[THE DATA — start]
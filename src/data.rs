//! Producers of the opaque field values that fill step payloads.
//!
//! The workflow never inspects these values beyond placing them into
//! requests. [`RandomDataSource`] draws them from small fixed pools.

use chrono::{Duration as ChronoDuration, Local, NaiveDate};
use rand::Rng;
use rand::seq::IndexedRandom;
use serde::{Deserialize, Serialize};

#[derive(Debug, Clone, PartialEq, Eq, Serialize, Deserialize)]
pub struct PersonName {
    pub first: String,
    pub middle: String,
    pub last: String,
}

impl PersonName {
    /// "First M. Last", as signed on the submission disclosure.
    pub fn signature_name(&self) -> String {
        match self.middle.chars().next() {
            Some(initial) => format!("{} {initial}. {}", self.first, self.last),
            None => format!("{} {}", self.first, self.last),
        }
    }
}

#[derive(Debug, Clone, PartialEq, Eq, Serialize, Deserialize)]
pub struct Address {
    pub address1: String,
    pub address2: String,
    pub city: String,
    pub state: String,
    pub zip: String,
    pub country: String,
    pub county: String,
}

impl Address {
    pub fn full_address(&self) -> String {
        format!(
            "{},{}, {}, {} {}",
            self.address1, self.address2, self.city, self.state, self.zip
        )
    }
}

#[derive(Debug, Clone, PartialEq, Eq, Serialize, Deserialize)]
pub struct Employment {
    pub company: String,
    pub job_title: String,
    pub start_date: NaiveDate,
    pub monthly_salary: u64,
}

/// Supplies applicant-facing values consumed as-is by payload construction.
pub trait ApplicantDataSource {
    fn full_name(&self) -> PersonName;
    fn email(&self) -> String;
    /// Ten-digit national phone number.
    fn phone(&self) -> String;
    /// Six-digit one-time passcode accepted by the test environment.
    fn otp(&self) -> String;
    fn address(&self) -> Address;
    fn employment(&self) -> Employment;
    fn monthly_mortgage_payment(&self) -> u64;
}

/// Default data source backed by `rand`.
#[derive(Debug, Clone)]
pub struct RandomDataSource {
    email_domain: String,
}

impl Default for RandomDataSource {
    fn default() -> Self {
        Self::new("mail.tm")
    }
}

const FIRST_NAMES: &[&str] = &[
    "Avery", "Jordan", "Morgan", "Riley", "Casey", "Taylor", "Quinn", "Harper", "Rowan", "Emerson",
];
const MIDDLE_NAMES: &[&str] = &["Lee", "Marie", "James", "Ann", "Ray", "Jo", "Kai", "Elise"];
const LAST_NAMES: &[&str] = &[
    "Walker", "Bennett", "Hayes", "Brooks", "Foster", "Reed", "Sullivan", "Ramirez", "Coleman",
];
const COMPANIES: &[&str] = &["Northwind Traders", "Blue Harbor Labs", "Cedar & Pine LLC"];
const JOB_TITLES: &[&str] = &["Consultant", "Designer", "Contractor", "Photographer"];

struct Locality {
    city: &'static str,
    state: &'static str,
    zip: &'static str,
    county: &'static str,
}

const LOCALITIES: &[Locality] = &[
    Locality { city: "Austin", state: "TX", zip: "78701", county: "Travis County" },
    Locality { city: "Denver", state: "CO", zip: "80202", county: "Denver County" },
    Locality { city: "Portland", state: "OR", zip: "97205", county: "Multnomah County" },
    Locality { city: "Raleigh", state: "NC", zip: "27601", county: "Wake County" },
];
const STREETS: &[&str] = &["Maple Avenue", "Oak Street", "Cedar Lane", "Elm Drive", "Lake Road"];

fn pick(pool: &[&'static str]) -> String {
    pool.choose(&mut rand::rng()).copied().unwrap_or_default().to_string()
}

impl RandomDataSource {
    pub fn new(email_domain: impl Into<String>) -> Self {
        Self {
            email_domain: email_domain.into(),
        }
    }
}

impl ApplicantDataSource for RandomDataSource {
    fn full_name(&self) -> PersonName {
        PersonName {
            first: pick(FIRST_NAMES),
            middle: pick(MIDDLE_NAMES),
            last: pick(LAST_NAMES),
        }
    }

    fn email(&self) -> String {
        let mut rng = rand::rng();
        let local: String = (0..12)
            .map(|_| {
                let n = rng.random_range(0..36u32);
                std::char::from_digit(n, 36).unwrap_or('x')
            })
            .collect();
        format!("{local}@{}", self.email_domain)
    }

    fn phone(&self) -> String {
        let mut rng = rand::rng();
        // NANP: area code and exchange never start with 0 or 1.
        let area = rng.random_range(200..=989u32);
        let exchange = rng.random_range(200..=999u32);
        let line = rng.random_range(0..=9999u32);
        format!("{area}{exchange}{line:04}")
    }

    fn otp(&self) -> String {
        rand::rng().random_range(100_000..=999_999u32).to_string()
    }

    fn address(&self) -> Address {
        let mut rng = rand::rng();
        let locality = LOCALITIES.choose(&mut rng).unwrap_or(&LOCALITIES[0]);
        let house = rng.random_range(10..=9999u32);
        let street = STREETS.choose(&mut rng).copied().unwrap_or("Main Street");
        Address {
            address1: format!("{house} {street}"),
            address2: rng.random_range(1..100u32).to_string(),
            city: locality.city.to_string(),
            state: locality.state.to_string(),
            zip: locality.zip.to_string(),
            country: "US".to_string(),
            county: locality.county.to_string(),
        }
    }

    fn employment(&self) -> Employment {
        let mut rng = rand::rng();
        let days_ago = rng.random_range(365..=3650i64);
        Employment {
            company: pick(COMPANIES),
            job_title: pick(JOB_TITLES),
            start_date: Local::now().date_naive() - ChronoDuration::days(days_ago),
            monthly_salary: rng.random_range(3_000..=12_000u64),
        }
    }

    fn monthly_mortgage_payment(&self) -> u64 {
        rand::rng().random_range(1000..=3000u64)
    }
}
[THE DATA — finish]
#### PROBLEM REQUIREMENTS
With no word added or dropped, repeat the entire listing.

#### OUTPUT FOR THIS EXERCISE
filename src/data.rs
//! Producers of the opaque field values that fill step payloads.
//!
//! The workflow never inspects these values beyond placing them into
//! requests. [`RandomDataSource`] draws them from small fixed pools.

use chrono::{Duration as ChronoDuration, Local, NaiveDate};
use rand::Rng;
use rand::seq::IndexedRandom;
use serde::{Deserialize, Serialize};

#[derive(Debug, Clone, PartialEq, Eq, Serialize, Deserialize)]
pub struct PersonName {
    pub first: String,
    pub middle: String,
    pub last: String,
}

impl PersonName {
    /// "First M. Last", as signed on the submission disclosure.
    pub fn signature_name(&self) -> String {
        match self.middle.chars().next() {
            Some(initial) => format!("{} {initial}. {}", self.first, self.last),
            None => format!("{} {}", self.first, self.last),
        }
    }
}

#[derive(Debug, Clone, PartialEq, Eq, Serialize, Deserialize)]
pub struct Address {
    pub address1: String,
    pub address2: String,
    pub city: String,
    pub state: String,
    pub zip: String,
    pub country: String,
    pub county: String,
}

impl Address {
    pub fn full_address(&self) -> String {
        format!(
            "{},{}, {}, {} {}",
            self.address1, self.address2, self.city, self.state, self.zip
        )
    }
}

#[derive(Debug, Clone, PartialEq, Eq, Serialize, Deserialize)]
pub struct Employment {
    pub company: String,
    pub job_title: String,
    pub start_date: NaiveDate,
    pub monthly_salary: u64,
}

/// Supplies applicant-facing values consumed as-is by payload construction.
pub trait ApplicantDataSource {
    fn full_name(&self) -> PersonName;
    fn email(&self) -> String;
    /// Ten-digit national phone number.
    fn phone(&self) -> String;
    /// Six-digit one-time passcode accepted by the test environment.
    fn otp(&self) -> String;
    fn address(&self) -> Address;
    fn employment(&self) -> Employment;
    fn monthly_mortgage_payment(&self) -> u64;
}

/// Default data source backed by `rand`.
#[derive(Debug, Clone)]
pub struct RandomDataSource {
    email_domain: String,
}

impl Default for RandomDataSource {
    fn default() -> Self {
        Self::new("mail.tm")
    }
}

const FIRST_NAMES: &[&str] = &[
    "Avery", "Jordan", "Morgan", "Riley", "Casey", "Taylor", "Quinn", "Harper", "Rowan", "Emerson",
];
const MIDDLE_NAMES: &[&str] = &["Lee", "Marie", "James", "Ann", "Ray", "Jo", "Kai", "Elise"];
const LAST_NAMES: &[&str] = &[
    "Walker", "Bennett", "Hayes", "Brooks", "Foster", "Reed", "Sullivan", "Ramirez", "Coleman",
];
const COMPANIES: &[&str] = &["Northwind Traders", "Blue Harbor Labs", "Cedar & Pine LLC"];
const JOB_TITLES: &[&str] = &["Consultant", "Designer", "Contractor", "Photographer"];

struct Locality {
    city: &'static str,
    state: &'static str,
    zip: &'static str,
    county: &'static str,
}

const LOCALITIES: &[Locality] = &[
    Locality { city: "Austin", state: "TX", zip: "78701", county: "Travis County" },
    Locality { city: "Denver", state: "CO", zip: "80202", county: "Denver County" },
    Locality { city: "Portland", state: "OR", zip: "97205", county: "Multnomah County" },
    Locality { city: "Raleigh", state: "NC", zip: "27601", county: "Wake County" },
];
const STREETS: &[&str] = &["Maple Avenue", "Oak Street", "Cedar Lane", "Elm Drive", "Lake Road"];

fn pick(pool: &[&'static str]) -> String {
    pool.choose(&mut rand::rng()).copied().unwrap_or_default().to_string()
}

impl RandomDataSource {
    pub fn new(email_domain: impl Into<String>) -> Self {
        Self {
            email_domain: email_domain.into(),
        }
    }
}

impl ApplicantDataSource for RandomDataSource {
    fn full_name(&self) -> PersonName {
        PersonName {
            first: pick(FIRST_NAMES),
            middle: pick(MIDDLE_NAMES),
            last: pick(LAST_NAMES),
        }
    }

    fn email(&self) -> String {
        let mut rng = rand::rng();
        let local: String = (0..12)
            .map(|_| {
                let n = rng.random_range(0..36u32);
                std::char::from_digit(n, 36).unwrap_or('x')
            })
            .collect();
        format!("{local}@{}", self.email_domain)
    }

    fn phone(&self) -> String {
        let mut rng = rand::rng();
        // NANP: area code and exchange never start with 0 or 1.
        let area = rng.random_range(200..=989u32);
        let exchange = rng.random_range(200..=999u32);
        let line = rng.random_range(0..=9999u32);
        format!("{area}{exchange}{line:04}")
    }

    fn otp(&self) -> String {
        rand::rng().random_range(100_000..=999_999u32).to_string()
    }

    fn address(&self) -> Address {
        let mut rng = rand::rng();
        let locality = LOCALITIES.choose(&mut rng).unwrap_or(&LOCALITIES[0]);
        let house = rng.random_range(10..=9999u32);
        let street = STREETS.choose(&mut rng).copied().unwrap_or("Main Street");
        Address {
            address1: format!("{house} {street}"),
            address2: rng.random_range(1..100u32).to_string(),
            city: locality.city.to_string(),
            state: locality.state.to_string(),
            zip: locality.zip.to_string(),
            country: "US".to_string(),
            county: locality.county.to_string(),
        }
    }

    fn employment(&self) -> Employment {
        let mut rng = rand::rng();
        let days_ago = rng.random_range(365..=3650i64);
        Employment {
            company: pick(COMPANIES),
            job_title: pick(JOB_TITLES),
            start_date: Local::now().date_naive() - ChronoDuration::days(days_ago),
            monthly_salary: rng.random_range(3_000..=12_000u64),
        }
    }

    fn monthly_mortgage_payment(&self) -> u64 {
        rand::rng().random_range(1000..=3000u64)
    }
}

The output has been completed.